Thank you for your response. However, my concerns have not been fully addressed.
-
Lack of Quantitative Comparisons: I was expecting to see a comparison of your proposed method against existing state-of-the-art methods to substantiate its superiority. Simply showcasing the performance of your method at different resolutions does not convincingly demonstrate its advantages. It is essential to include a quantitative comparison with other established methods to validate the performance claims of your work.
-
Comparison of Model Parameters and Runtime: Similarly, the evaluation should include a comparison of the performance and computational complexity of your method with existing approaches. Presenting only the metrics of your method does not provide a clear indication of its superiority. It is crucial to compare model parameters and runtime with other state-of-the-art methods to highlight any potential benefits.

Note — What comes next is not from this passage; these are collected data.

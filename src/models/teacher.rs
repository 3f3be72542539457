use serde::{Deserialize, Serialize};

#[derive(Debug, Clone, PartialEq, Serialize, Deserialize)]
pub struct Teacher {
    pub user_id: String,
    #[serde(default)]
    pub name: Option<String>,
    #[serde(default)]
    pub subject: Option<String>,
}

impl Teacher {
    pub fn display_name(&self) -> &str {
        self.name.as_deref().unwrap_or(&self.user_id)
    }
}
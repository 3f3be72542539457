use std::sync::Arc;

use tokio::sync::broadcast::error::RecvError;
use tracing_subscriber::EnvFilter;

use slotsync::config::ClientConfig;
use slotsync::models::{Role, UserIdentity};
use slotsync::services::api::http::HttpBookingApi;
use slotsync::services::api::BookingApi;
use slotsync::services::realtime::ws::WsChannel;
use slotsync::services::session::{self, SessionNotice};
use slotsync::state::ClientState;

#[tokio::main]
async fn main() -> anyhow::Result<()> {
    let _ = dotenvy::dotenv();

    tracing_subscriber::fmt()
        .with_env_filter(EnvFilter::try_from_default_env().unwrap_or_else(|_| "info".into()))
        .init();

    let config = ClientConfig::from_env();
    anyhow::ensure!(!config.user_id.is_empty(), "USER_ID must be set");

    let api = HttpBookingApi::new(&config.api_base_url)?;
    let channel = WsChannel::connect(&config, &config.user_id)?;
    tracing::info!(
        api = %config.api_base_url,
        ws = %channel.url(),
        role = config.role.as_str(),
        "starting slot sync client"
    );

    if config.role == Role::Student {
        match api.list_teachers().await {
            Ok(teachers) => {
                for teacher in &teachers {
                    tracing::info!(
                        teacher_id = %teacher.user_id,
                        name = teacher.display_name(),
                        subject = teacher.subject.as_deref().unwrap_or("-"),
                        "teacher"
                    );
                }
            }
            Err(e) => tracing::error!(error = %e, "failed to list teachers"),
        }
    }

    let state = Arc::new(ClientState {
        user: UserIdentity::new(config.user_id.clone(), config.role),
        config,
        api: Arc::new(api),
        channel: Arc::new(channel),
    });

    let handle = session::spawn(state);
    let mut notices = handle.subscribe();

    loop {
        tokio::select! {
            _ = tokio::signal::ctrl_c() => break,
            notice = notices.recv() => match notice {
                Ok(SessionNotice::SlotsRefreshed) => {
                    if let Ok(snapshot) = handle.snapshot().await {
                        tracing::info!(
                            teacher_id = snapshot.teacher_id.as_deref().unwrap_or("-"),
                            open = snapshot.all.len(),
                            booked = snapshot.booked.len(),
                            "slots refreshed"
                        );
                    }
                }
                Ok(notice) => tracing::info!(?notice, "session notice"),
                Err(RecvError::Lagged(missed)) => tracing::warn!(missed, "notices dropped"),
                Err(RecvError::Closed) => break,
            },
        }
    }

    tracing::info!("shutting down");
    handle.shutdown().await;
    Ok(())
}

There are numerous existing works on arbitrary-scale/high-resolution image generation, including but not limited to:
[1] Du, Ruoyi, et al. “Demofusion: Democratizing high-resolution image generation with no $$$”, CVPR, 2024.

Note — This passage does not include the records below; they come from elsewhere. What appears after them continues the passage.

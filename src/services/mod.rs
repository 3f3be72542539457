pub mod api;
pub mod booking;
pub mod payment;
pub mod polling;
pub mod realtime;
pub mod reconciler;
pub mod session;
pub mod slot_cache;
pub mod slots;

[2] Yang, Zhuoyi, et al. “Inf-dit: Upsampling any-resolution image with memory-efficient diffusion transformer”, ECCV, 2024.

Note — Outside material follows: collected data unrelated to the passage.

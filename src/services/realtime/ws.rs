use std::sync::atomic::{AtomicBool, AtomicU64, Ordering};
use std::sync::{Arc, Mutex};
use std::time::Duration;

use async_trait::async_trait;
use futures::{SinkExt, StreamExt};
use tokio::net::TcpStream;
use tokio::sync::{broadcast, mpsc, Notify};
use tokio::task::JoinHandle;
use tokio_tungstenite::tungstenite::Message;
use tokio_tungstenite::{connect_async, MaybeTlsStream, WebSocketStream};
use url::Url;

use super::RealtimeChannel;
use crate::config::ClientConfig;
use crate::errors::ChannelError;
use crate::models::{ClientMessage, SlotEvent};

const EVENT_CAPACITY: usize = 256;

type Socket = WebSocketStream<MaybeTlsStream<TcpStream>>;

#[derive(Debug, Clone, Copy, PartialEq, Eq)]
pub struct Backoff {
    pub min: Duration,
    pub max: Duration,
}

impl Backoff {
    fn next(&self, current: Duration) -> Duration {
        (current * 2).clamp(self.min, self.max)
    }
}

struct Shared {
    connected: AtomicBool,
    closed: AtomicBool,
    epoch: AtomicU64,
    shutdown: Notify,
}

/// WebSocket connection to `{ws_base_url}{user_id}/` with reconnect.
pub struct WsChannel {
    url: Url,
    shared: Arc<Shared>,
    outgoing: mpsc::UnboundedSender<String>,
    events: broadcast::Sender<SlotEvent>,
    task: Mutex<Option<JoinHandle<()>>>,
}

impl WsChannel {
    pub fn endpoint(base_url: &str, user_id: &str) -> Result<Url, ChannelError> {
        let mut base = base_url.trim().to_string();
        if !base.ends_with('/') {
            base.push('/');
        }
        Ok(Url::parse(&base)?.join(&format!("{user_id}/"))?)
    }

    pub fn connect(config: &ClientConfig, user_id: &str) -> Result<Self, ChannelError> {
        let url = Self::endpoint(&config.ws_base_url, user_id)?;
        let backoff = Backoff {
            min: config.reconnect_min,
            max: config.reconnect_max,
        };
        Ok(Self::open(url, backoff))
    }

    pub fn open(url: Url, backoff: Backoff) -> Self {
        let shared = Arc::new(Shared {
            connected: AtomicBool::new(false),
            closed: AtomicBool::new(false),
            epoch: AtomicU64::new(0),
            shutdown: Notify::new(),
        });
        let (outgoing, outgoing_rx) = mpsc::unbounded_channel();
        let (events, _) = broadcast::channel(EVENT_CAPACITY);

        let task = tokio::spawn(run(
            url.clone(),
            backoff,
            Arc::clone(&shared),
            events.clone(),
            outgoing_rx,
        ));

        Self {
            url,
            shared,
            outgoing,
            events,
            task: Mutex::new(Some(task)),
        }
    }

    pub fn url(&self) -> &Url {
        &self.url
    }

    /// Number of successful connects so far.
    pub fn epoch(&self) -> u64 {
        self.shared.epoch.load(Ordering::SeqCst)
    }
}

#[async_trait]
impl RealtimeChannel for WsChannel {
    async fn send(&self, message: &ClientMessage) -> Result<(), ChannelError> {
        if self.shared.closed.load(Ordering::SeqCst) {
            return Err(ChannelError::Closed);
        }
        if !self.shared.connected.load(Ordering::SeqCst) {
            return Err(ChannelError::NotConnected);
        }
        let text = message.encode()?;
        self.outgoing.send(text).map_err(|_| ChannelError::Closed)
    }

    fn subscribe(&self) -> broadcast::Receiver<SlotEvent> {
        self.events.subscribe()
    }

    fn is_connected(&self) -> bool {
        !self.shared.closed.load(Ordering::SeqCst) && self.shared.connected.load(Ordering::SeqCst)
    }

    fn close(&self) {
        if self.shared.closed.swap(true, Ordering::SeqCst) {
            return;
        }
        self.shared.connected.store(false, Ordering::SeqCst);
        self.shared.shutdown.notify_waiters();
        tracing::info!(url = %self.url, "realtime channel closed");
    }
}

impl Drop for WsChannel {
    fn drop(&mut self) {
        self.close();
        if let Ok(mut task) = self.task.lock() {
            if let Some(handle) = task.take() {
                handle.abort();
            }
        }
    }
}

async fn run(
    url: Url,
    backoff: Backoff,
    shared: Arc<Shared>,
    events: broadcast::Sender<SlotEvent>,
    mut outgoing: mpsc::UnboundedReceiver<String>,
) {
    let mut delay = backoff.min;

    while !shared.closed.load(Ordering::SeqCst) {
        match connect_async(url.as_str()).await {
            Ok((socket, _)) => {
                if shared.closed.load(Ordering::SeqCst) {
                    break;
                }
                // Requests queued against a previous connection are stale.
                while outgoing.try_recv().is_ok() {}

                let epoch = shared.epoch.fetch_add(1, Ordering::SeqCst) + 1;
                shared.connected.store(true, Ordering::SeqCst);
                tracing::info!(url = %url, epoch, "realtime channel connected");
                delay = backoff.min;

                let keep_going = pump(socket, &shared, &events, &mut outgoing).await;
                shared.connected.store(false, Ordering::SeqCst);
                if !keep_going {
                    break;
                }
                tracing::warn!(url = %url, epoch, "realtime channel disconnected");
            }
            Err(e) => {
                tracing::warn!(url = %url, error = %e, "realtime connect failed");
            }
        }

        if shared.closed.load(Ordering::SeqCst) {
            break;
        }
        tracing::debug!(delay_ms = delay.as_millis() as u64, "reconnecting after backoff");
        tokio::select! {
            _ = tokio::time::sleep(delay) => {}
            _ = shared.shutdown.notified() => break,
        }
        delay = backoff.next(delay);
    }

    tracing::debug!(url = %url, "realtime loop finished");
}

/// Moves frames until the connection drops. Returns `false` when the channel
/// is shutting down and should not reconnect.
async fn pump(
    socket: Socket,
    shared: &Shared,
    events: &broadcast::Sender<SlotEvent>,
    outgoing: &mut mpsc::UnboundedReceiver<String>,
) -> bool {
    let (mut sink, mut source) = socket.split();

    loop {
        if shared.closed.load(Ordering::SeqCst) {
            let _ = sink.close().await;
            return false;
        }

        tokio::select! {
            frame = source.next() => match frame {
                Some(Ok(Message::Text(text))) => match SlotEvent::decode(&text) {
                    Ok(event) => {
                        if shared.closed.load(Ordering::SeqCst) {
                            return false;
                        }
                        tracing::debug!(kind = event.kind(), "realtime event");
                        // No subscribers is fine.
                        let _ = events.send(event);
                    }
                    Err(e) => tracing::warn!(error = %e, "dropping malformed realtime frame"),
                },
                Some(Ok(Message::Close(_))) | None => return true,
                Some(Ok(_)) => {}
                Some(Err(e)) => {
                    tracing::warn!(error = %e, "realtime read failed");
                    return true;
                }
            },
            message = outgoing.recv() => match message {
                Some(text) => {
                    if let Err(e) = sink.send(Message::Text(text)).await {
                        tracing::warn!(error = %e, "realtime write failed");
                        return true;
                    }
                }
                None => {
                    let _ = sink.close().await;
                    return false;
                }
            },
            _ = shared.shutdown.notified() => {
                let _ = sink.close().await;
                return false;
            }
        }
    }
}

[3] Chen, Junsong, et al. “Pixart-σ: Weak-to-strong training of diffusion transformer for 4k text-to-image generation.” arXiv preprint arXiv:2403.04692 (2024).
[4] A frequency perspective on training-free high-resolution image synthesis.
[5] Scalecrafter: Tuning-free higher-resolution visual generation with diffusion models.
[6] UltraPixel: Advancing Ultra-High-Resolution Image Synthesis to New Peaks.
I believe the lack of comparative analysis with these existing methods is the primary reason I am unable to adjust my score. A comprehensive comparison would significantly strengthen the justification of your method’s effectiveness and efficiency.
Dear Reviewer eZ4Q,
Thank you for your feedback in the previous round!
Considering the discussion period is about to end, we sincerely look forward to your replies. We hope that we have addressed your concerns regarding "Lack of Quantitative Comparisons"; if not, we are happy to listen to the follow-up questions. Thanks!
Bests,
Authors of Submission 2180
Thanks. I understand that the reviewer expects us to compare I-Max with SOTA high-resolution generation methods in terms of performance, parameter count, and runtime. However, among the mentioned methods, Inf-DiT [2] is a super-resolution model, PixArt-Sigma [3] and UltraPixel [6] are tuning-based approaches, while the remaining methods — DemoFusion [1], ScaleCrafter [5], and FouriScale [4] — focus on resolution extrapolation (i.e., training-free high-resolution generation) and share the same motivation as I-Max. In the existing literature, it is uncommon to directly compare tuning-based methods with training-free methods, considering the advantage of tuning-free methods lies in the absence of tuning costs.. Therefore, we will prioritize discussing these training-free competitors [1,4,5].
- Comparison of performance.
Factually, we conducted comparisons with SOTA training-free methods in the paper, albeit in a reimplementation manner. Considering that I-Max is the first approach tailored for rectified flow transformers, whereas previous works are primarily applied to UNet-based LDMs (e.g., SDXL), to avoid unfair comparisons, we first need to reimplement these methods on the same base model with the same inference techniques — we all know that Flux.1-dev significantly surpasses SDXL. In the table below, our comparative experiments on different guidance methods essentially include: (1) reimplementation of SOTA methods on Flux.1-dev, e.g., Skip-residual from DemoFusion; (2) advanced methods under the DiT architecture, e.g., Time-aware Scaled RoPE from Lumina-Next; (3) widely used model-agnostic method, e.g., SDEdit.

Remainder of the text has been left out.